Campaigners believe bosses want to offload up to 6,000 loss-making branches – over half the network – and turn the Post Office into a John Lewis -style “mutual” company run by staff.
The shock move would help draw a line under the IT fiasco that saw thousands of sub-postmasters wrongly accused of stealing from their branches.
It has left the taxpayer with a bill of up to £1billion in compensation and legal fees and the Post Office looking for new ways to secure its future.
Ex-postmistress Sally Stringer, giving evidence at the public inquiry into the scandal, said she was left stunned when officials discussed scaling down the state-owned network.
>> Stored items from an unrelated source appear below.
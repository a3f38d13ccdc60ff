// Copyright 2024 The ChromiumOS Authors
// Use of this source code is governed by a BSD-style license that can be
// found in the LICENSE file.

//! Command buffer recording and fenced submission.

use std::sync::Arc;

use ash::vk;
use log::trace;

use crate::backend::vulkan::QueueInfo;
use crate::backend::vulkan::VulkanError;

/// A command buffer and the fence signalled when its last submission
/// completes. Freed on drop.
pub struct CommandContext {
    device: Arc<ash::Device>,
    queue: QueueInfo,
    command_buffer: vk::CommandBuffer,
    fence: vk::Fence,
}

impl CommandContext {
    pub fn new(device: &Arc<ash::Device>, queue: QueueInfo) -> Result<Self, VulkanError> {
        let alloc_info = vk::CommandBufferAllocateInfo::default()
            .command_pool(queue.command_pool)
            .level(vk::CommandBufferLevel::PRIMARY)
            .command_buffer_count(1);

        // SAFETY: the command pool belongs to `device` and is only used from this thread.
        let command_buffer = unsafe { device.allocate_command_buffers(&alloc_info) }
            .map_err(VulkanError::call("vkAllocateCommandBuffers"))?[0];

        // SAFETY: `device` is valid, the create info is default initialized.
        let fence = match unsafe { device.create_fence(&vk::FenceCreateInfo::default(), None) } {
            Ok(fence) => fence,
            Err(e) => {
                // SAFETY: the command buffer was never submitted.
                unsafe { device.free_command_buffers(queue.command_pool, &[command_buffer]) };
                return Err(VulkanError::Call("vkCreateFence", e));
            }
        };

        Ok(Self {
            device: Arc::clone(device),
            queue,
            command_buffer,
            fence,
        })
    }

    /// Records commands with `f` and submits them, then blocks until the
    /// device has executed them.
    pub fn submit_and_wait<F>(&self, f: F) -> Result<(), VulkanError>
    where
        F: FnOnce(&ash::Device, vk::CommandBuffer),
    {
        let device = &*self.device;
        let begin_info = vk::CommandBufferBeginInfo::default()
            .flags(vk::CommandBufferUsageFlags::ONE_TIME_SUBMIT);

        // SAFETY: the previous submission of the command buffer has completed, since every
        // submission is waited for before this method returns.
        unsafe {
            device
                .reset_command_buffer(self.command_buffer, vk::CommandBufferResetFlags::empty())
                .map_err(VulkanError::call("vkResetCommandBuffer"))?;
            device
                .begin_command_buffer(self.command_buffer, &begin_info)
                .map_err(VulkanError::call("vkBeginCommandBuffer"))?;
        }

        f(device, self.command_buffer);

        let command_buffers = [self.command_buffer];
        let submit_info = vk::SubmitInfo::default().command_buffers(&command_buffers);

        // SAFETY: the command buffer is in the recording state and the fence is unsignaled.
        unsafe {
            device
                .end_command_buffer(self.command_buffer)
                .map_err(VulkanError::call("vkEndCommandBuffer"))?;
            device
                .queue_submit(self.queue.queue, &[submit_info], self.fence)
                .map_err(VulkanError::Submission)?;
            device
                .wait_for_fences(&[self.fence], true, u64::MAX)
                .map_err(VulkanError::FenceWait)?;
            device
                .reset_fences(&[self.fence])
                .map_err(VulkanError::FenceWait)?;
        }

        trace!("Submission on queue family {} complete", self.queue.family_index);
        Ok(())
    }
}

impl Drop for CommandContext {
    fn drop(&mut self) {
        // SAFETY: no submission is pending, `submit_and_wait` waits for all of them.
        unsafe {
            self.device.destroy_fence(self.fence, None);
            self.device
                .free_command_buffers(self.queue.command_pool, &[self.command_buffer]);
        }
    }
}

/// Builds a barrier moving the whole of `image` from `old_layout` to
/// `new_layout`.
pub(crate) fn image_barrier(
    image: vk::Image,
    old_layout: vk::ImageLayout,
    new_layout: vk::ImageLayout,
    src: (vk::PipelineStageFlags2, vk::AccessFlags2),
    dst: (vk::PipelineStageFlags2, vk::AccessFlags2),
) -> vk::ImageMemoryBarrier2<'static> {
    vk::ImageMemoryBarrier2::default()
        .src_stage_mask(src.0)
        .src_access_mask(src.1)
        .dst_stage_mask(dst.0)
        .dst_access_mask(dst.1)
        .old_layout(old_layout)
        .new_layout(new_layout)
        .src_queue_family_index(vk::QUEUE_FAMILY_IGNORED)
        .dst_queue_family_index(vk::QUEUE_FAMILY_IGNORED)
        .image(image)
        .subresource_range(
            vk::ImageSubresourceRange::default()
                .aspect_mask(vk::ImageAspectFlags::COLOR)
                .level_count(1)
                .layer_count(1),
        )
}

/// Records `barriers`.
pub(crate) fn pipeline_barrier(
    device: &ash::Device,
    command_buffer: vk::CommandBuffer,
    barriers: &[vk::ImageMemoryBarrier2],
) {
    let dependency_info = vk::DependencyInfo::default().image_memory_barriers(barriers);
    // SAFETY: the command buffer is recording and the barriers refer to live images.
    unsafe { device.cmd_pipeline_barrier2(command_buffer, &dependency_info) };
}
During mediation talks with other workers, one executive told them: “Well, of course, we will only have 5,000 offices when we mutualise.”
She said: “I looked at her and said, ‘Really? You’ve got 11,000 offices now, so you’re going to reduce by 6,000 offices…’”
Ms Stringer, who ran a post office in Beckford, Gloucs, for 20 years, told the inquiry such closures would be “fundamentally and utterly wrong”.
Plans to mutualise the PO were proposed nearly a decade ago but the idea was dropped.
Mark Baker, of the Communication Workers Union, thinks the PO wants to give postmasters a share in its ownership. But he says this would only work if it ditched unprofitable branches and the Government ran them like a local library service.
He said: “You wouldn’t get much resistance from post-masters if full compensation was paid. But customers would be very upset.”
The Government has said it is committed to maintaining the 11,500-branch network at its current level across the UK.
The Post Office said: “Our network of 11,500 branches has been stable for the last decade and we’ve seen a net growth in our network of 181 branches between the end of March 2021 and December 2021 alone.”